I’m in the process of searching out new gallery representation, and the Kelpie Gallery was the first place I approached. It started with a visit, obviously.
The Kelpie Gallery hosted the Third Annual Paint Along the Weskeag in August, which gave me an opportunity to spend some time there unattended. I was looking for professionalism in grouping and displaying paintings. This doesn’t always mean lots of white space—it depends on the real estate—but it does mean that the gallerist is thoughtful in matching work thematically and in color relationships.
I wasn’t looking for other artists who paint like me. I wanted to see artists whose work is concerned with the issues I find compelling—the light, feel and architecture of the landscape. It is important to me, also, that they be contemporary in outlook. There is nothing inherently wrong with following the Old Masters, but a gallerist who focuses on that won’t really understand my work.
When you show in a place that’s not philosophically attuned to what you’re doing, you won’t sell. Worse, your work subconsciously responds to their group norms. The biggest difficulty I ever face is getting into the wrong group of artists and trying to live up to their standards. It never works.

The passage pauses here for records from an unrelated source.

//! The calculator grammar.
//!
//! ```text
//! Expr -> Expr + Expr | Expr - Expr | Expr * Expr | Expr / Expr
//!       | Expr ^ Expr | - Expr | ( Expr ) | int | float | ident
//!       | ident ( Expr ) | < Ref >
//! Ref  -> ident | ident : ident | ident : ident [ Expr ]
//! ```
//!
//! `+ -` bind at 10 and `* /` at 20, both left-associative. `^` binds at 30
//! and is right-associative. Unary minus sits at [`NEG_PREC`], so `-2^2` is
//! `-(2^2)`.

use crate::CalcError;
use lrforge::{ConfigError, Grammar, Rule, SymbolId, SymbolTable, TokenKind};
use once_cell::sync::Lazy;
use std::io::BufRead;

pub const ADD: u32 = 1;
pub const SUB: u32 = 2;
pub const MUL: u32 = 3;
pub const DIV: u32 = 4;
pub const POW: u32 = 5;
pub const NEG: u32 = 6;
pub const PAREN: u32 = 7;
pub const INT: u32 = 8;
pub const FLOAT: u32 = 9;
pub const VAR: u32 = 10;
pub const CALL: u32 = 11;
pub const REF: u32 = 12;
pub const REF_NAME: u32 = 13;
pub const REF_SPEC: u32 = 14;
pub const REF_TIME: u32 = 15;

/// Precedence of the unary minus rule.
pub const NEG_PREC: i32 = 25;

/// The calculator's symbol registry with handles to every symbol.
#[derive(Debug)]
pub struct CalcSymbols {
    pub table: SymbolTable,
    pub expr: SymbolId,
    pub reference: SymbolId,
    pub plus: SymbolId,
    pub minus: SymbolId,
    pub star: SymbolId,
    pub slash: SymbolId,
    pub caret: SymbolId,
    pub lparen: SymbolId,
    pub rparen: SymbolId,
    pub lt: SymbolId,
    pub gt: SymbolId,
    pub colon: SymbolId,
    pub lbracket: SymbolId,
    pub rbracket: SymbolId,
    pub int: SymbolId,
    pub float: SymbolId,
    pub ident: SymbolId,
}

impl CalcSymbols {
    pub fn new() -> Result<Self, ConfigError> {
        let mut table = SymbolTable::new();
        let expr = table.nonterminal("Expr")?;
        let reference = table.nonterminal("Ref")?;
        let mut ch = |c: char| table.terminal(c as u32);
        let plus = ch('+')?;
        let minus = ch('-')?;
        let star = ch('*')?;
        let slash = ch('/')?;
        let caret = ch('^')?;
        let lparen = ch('(')?;
        let rparen = ch(')')?;
        let lt = ch('<')?;
        let gt = ch('>')?;
        let colon = ch(':')?;
        let lbracket = ch('[')?;
        let rbracket = ch(']')?;
        let int = table.terminal(TokenKind::Int.type_id())?;
        let float = table.terminal(TokenKind::Float.type_id())?;
        let ident = table.terminal(TokenKind::Ident.type_id())?;
        Ok(Self {
            table,
            expr,
            reference,
            plus,
            minus,
            star,
            slash,
            caret,
            lparen,
            rparen,
            lt,
            gt,
            colon,
            lbracket,
            rbracket,
            int,
            float,
            ident,
        })
    }
}

/// Builds the unconfigured calculator grammar with unary minus at
/// `neg_prec`.
pub fn build_grammar(s: &CalcSymbols, neg_prec: i32) -> Grammar<'_> {
    let mut g = Grammar::new(&s.table);
    let e = s.expr;
    g.add_rule(Rule::new(ADD, e) >> [e, s.plus, e]);
    g.add_rule(Rule::new(SUB, e) >> [e, s.minus, e]);
    g.add_rule(Rule::new(MUL, e) >> [e, s.star, e]);
    g.add_rule(Rule::new(DIV, e) >> [e, s.slash, e]);
    g.add_rule(Rule::new(POW, e) >> [e, s.caret, e]);
    g.add_rule((Rule::new(NEG, e) >> [s.minus, e]).with_prec(neg_prec));
    g.add_rule(Rule::new(PAREN, e) >> [s.lparen, e, s.rparen]);
    g.add_rule(Rule::new(INT, e) >> [s.int]);
    g.add_rule(Rule::new(FLOAT, e) >> [s.float]);
    g.add_rule(Rule::new(VAR, e) >> [s.ident]);
    g.add_rule(Rule::new(CALL, e) >> [s.ident, s.lparen, e, s.rparen]);
    g.add_rule(Rule::new(REF, e) >> [s.lt, s.reference, s.gt]);
    g.add_rule(Rule::new(REF_NAME, s.reference) >> [s.ident]);
    g.add_rule(Rule::new(REF_SPEC, s.reference) >> [s.ident, s.colon, s.ident]);
    g.add_rule(
        Rule::new(REF_TIME, s.reference)
            >> [s.ident, s.colon, s.ident, s.lbracket, e, s.rbracket],
    );
    g.set_start(e);
    g.left(10, &[s.plus, s.minus]);
    g.left(20, &[s.star, s.slash]);
    g.right(30, &[s.caret]);
    g
}

/// Builds and configures the grammar with unary minus at `neg_prec`.
pub fn configured_grammar(s: &CalcSymbols, neg_prec: i32) -> Result<Grammar<'_>, ConfigError> {
    let mut g = build_grammar(s, neg_prec);
    g.configure()?;
    Ok(g)
}

/// Builds the grammar and installs states from a table written by
/// [`lrforge::write_table`] instead of configuring it.
pub fn load_grammar<R: BufRead>(s: &CalcSymbols, reader: R) -> Result<Grammar<'_>, CalcError> {
    let mut g = build_grammar(s, NEG_PREC);
    g.load_table(reader)?;
    Ok(g)
}

static SYMBOLS: Lazy<Result<CalcSymbols, ConfigError>> = Lazy::new(CalcSymbols::new);

static GRAMMAR: Lazy<Result<Grammar<'static>, ConfigError>> = Lazy::new(|| {
    let s = SYMBOLS.as_ref().map_err(Clone::clone)?;
    configured_grammar(s, NEG_PREC)
});

/// The process-wide symbol registry.
pub fn symbols() -> Result<&'static CalcSymbols, CalcError> {
    SYMBOLS.as_ref().map_err(|e| CalcError::Config(e.clone()))
}

/// The process-wide configured grammar, built on first use.
pub fn grammar() -> Result<&'static Grammar<'static>, CalcError> {
    GRAMMAR.as_ref().map_err(|e| CalcError::Config(e.clone()))
}

#[cfg(test)]
mod tests {
    use super::*;

    #[test]
    fn configures_without_conflicts() {
        let g = grammar().unwrap();
        assert!(g.is_configured());
        assert!(g.conflicts().is_empty());
        assert_eq!(g.rules().len(), 16);
        assert_eq!(g.rule(6).map(|r| r.id()), Some(NEG));
    }

    #[test]
    fn neg_takes_declared_precedence() {
        let s = symbols().unwrap();
        let g = build_grammar(s, NEG_PREC);
        assert_eq!(g.rule_precedence(&g.rules()[6]), Some(NEG_PREC));
        assert_eq!(g.rule_precedence(&g.rules()[1]), Some(10));
        assert_eq!(g.rule_precedence(&g.rules()[5]), Some(30));
        assert_eq!(g.rule_precedence(&g.rules()[8]), None);
    }

    #[test]
    fn unresolved_without_precedence() {
        let s = CalcSymbols::new().unwrap();
        let mut g = Grammar::new(&s.table);
        g.add_rule(Rule::new(ADD, s.expr) >> [s.expr, s.plus, s.expr]);
        g.add_rule(Rule::new(INT, s.expr) >> [s.int]);
        g.set_start(s.expr);
        assert!(matches!(g.configure(), Err(ConfigError::Conflicts(_))));
    }
}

I asked how many artists the gallery represents. If you’re one of too many, your work is likely to languish in a back corner somewhere. “I don’t care to belong to any club that will have me as a member,” Groucho Marx famously said, and there’s some sad truth to that. If it’s too easy to join up, they may be less than selective. Luckily, that isn’t the case here.
A good gallerist spends a long time looking at your work and takes only a select few. Watching them sort through my work is my favorite part of the process, by the way. Often they will choose works that I find unresolved. That tells me something about where I’m headed as a painter.